▶ [WHAT IS BEING ASKED] Where in the records does the word "days" appear? Copy each line that holds it.

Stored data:
◇ ◇ ◇ ◇

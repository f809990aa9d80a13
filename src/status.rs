//! Snapshot overview and consistency report.
//!
//! Gives a quick summary of what each stage has produced, how old it is,
//! and whether the snapshots still agree with each other. Used by
//! `notesort status`.

use anyhow::{bail, Result};
use std::path::Path;
use tracing::warn;

use crate::audit::{audit, Severity, Snapshots};
use crate::config::Config;
use crate::intake;
use crate::models::{used_fragment_count, CategoryIndex, ExtractionRecord, NoteRecord};
use crate::snapshot::{self, read_optional};
use crate::taxonomy::CategoryMapping;

/// Run the status command: print snapshot summaries and audit findings.
///
/// Fails when the audit finds a broken invariant.
pub async fn run_status(config: &Config) -> Result<()> {
    let paths = config.paths.snapshots();

    let notes: Option<Vec<NoteRecord>> = read_optional(&paths.notes)?;
    let extractions: Option<Vec<ExtractionRecord>> = read_optional(&paths.extractions)?;
    let taxonomy: Option<CategoryMapping> = read_optional(&paths.taxonomy)?;
    let index: Option<CategoryIndex> = read_optional(&paths.index)?;

    let inbox_pending = match intake::pending_sources(config) {
        Ok(sources) => sources.len().to_string(),
        Err(e) => {
            warn!(error = %e, "cannot list inbox");
            "?".to_string()
        }
    };

    println!("notesort pipeline status");
    println!("========================");
    println!();
    println!(
        "  Inbox:       {} ({} file(s) waiting)",
        config.paths.inbox.display(),
        inbox_pending
    );
    println!("  Snapshots:   {}", config.paths.structured.display());
    println!();
    println!("  {:<12} {:>8}   {:<18} {}", "STAGE", "ITEMS", "UPDATED", "DETAIL");
    println!("  {}", "-".repeat(64));

    print_row(
        "notes",
        &paths.notes,
        notes.as_ref().map(|n| n.len()),
        String::new(),
    );
    print_row(
        "extractions",
        &paths.extractions,
        extractions.as_ref().map(|e| e.len()),
        extractions
            .as_ref()
            .map(|e| {
                format!(
                    "{} unused, {} fragments",
                    e.iter().filter(|r| r.unused).count(),
                    used_fragment_count(e)
                )
            })
            .unwrap_or_default(),
    );
    print_row(
        "taxonomy",
        &paths.taxonomy,
        taxonomy.as_ref().map(|t| t.groups.len()),
        taxonomy
            .as_ref()
            .map(|t| format!("{} raw labels", t.raw_labels().len()))
            .unwrap_or_default(),
    );
    print_row(
        "index",
        &paths.index,
        index.as_ref().map(|i| i.buckets.len()),
        index
            .as_ref()
            .map(|i| format!("{} entries", i.entry_count()))
            .unwrap_or_default(),
    );

    let result = audit(Snapshots {
        notes: notes.as_deref(),
        extractions: extractions.as_deref(),
        taxonomy: taxonomy.as_ref(),
        index: index.as_ref(),
    });

    println!();
    if result.findings.is_empty() {
        println!("  consistency: ok");
    } else {
        println!("  consistency:");
        for finding in &result.findings {
            let tag = match finding.severity {
                Severity::Error => "ERROR",
                Severity::Warning => "warn ",
            };
            println!("    {} {:<24} {}", tag, finding.check, finding.detail);
        }
    }
    println!();

    if result.has_errors() {
        bail!("snapshots are inconsistent; re-run the affected stages");
    }
    Ok(())
}

fn print_row(stage: &str, path: &Path, items: Option<usize>, detail: String) {
    match items {
        Some(n) => {
            let updated = snapshot::modified_at(path)
                .map(format_ts_relative)
                .unwrap_or_else(|| "unknown".to_string());
            println!("  {:<12} {:>8}   {:<18} {}", stage, n, updated, detail);
        }
        None => println!("  {:<12} {:>8}   {:<18}", stage, "-", "missing"),
    }
}

/// Format a Unix timestamp as a relative time string (e.g. "3 hours ago").
fn format_ts_relative(ts: i64) -> String {
    let now = chrono::Utc::now().timestamp();
    let delta = now - ts;

    if delta < 0 {
        return format_ts_iso(ts);
    }

    if delta < 60 {
        "just now".to_string()
    } else if delta < 3600 {
        let mins = delta / 60;
        format!("{} min{} ago", mins, if mins == 1 { "" } else { "s" })
    } else if delta < 86400 {
        let hours = delta / 3600;
        format!("{} hour{} ago", hours, if hours == 1 { "" } else { "s" })
    } else if delta < 86400 * 30 {
        let days = delta / 86400;
        format!("{} day{} ago", days, if days == 1 { "" } else { "s" })
    } else {
        format_ts_iso(ts)
    }
}

fn format_ts_iso(ts: i64) -> String {
    chrono::DateTime::from_timestamp(ts, 0)
        .map(|dt| dt.format("%Y-%m-%d %H:%M").to_string())
        .unwrap_or_else(|| ts.to_string())
}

◇ ◇ ◇ ◇

▶ [RESPONSE TO THE TASK]
        let days = delta / 86400;
        format!("{} day{} ago", days, if days == 1 { "" } else { "s" })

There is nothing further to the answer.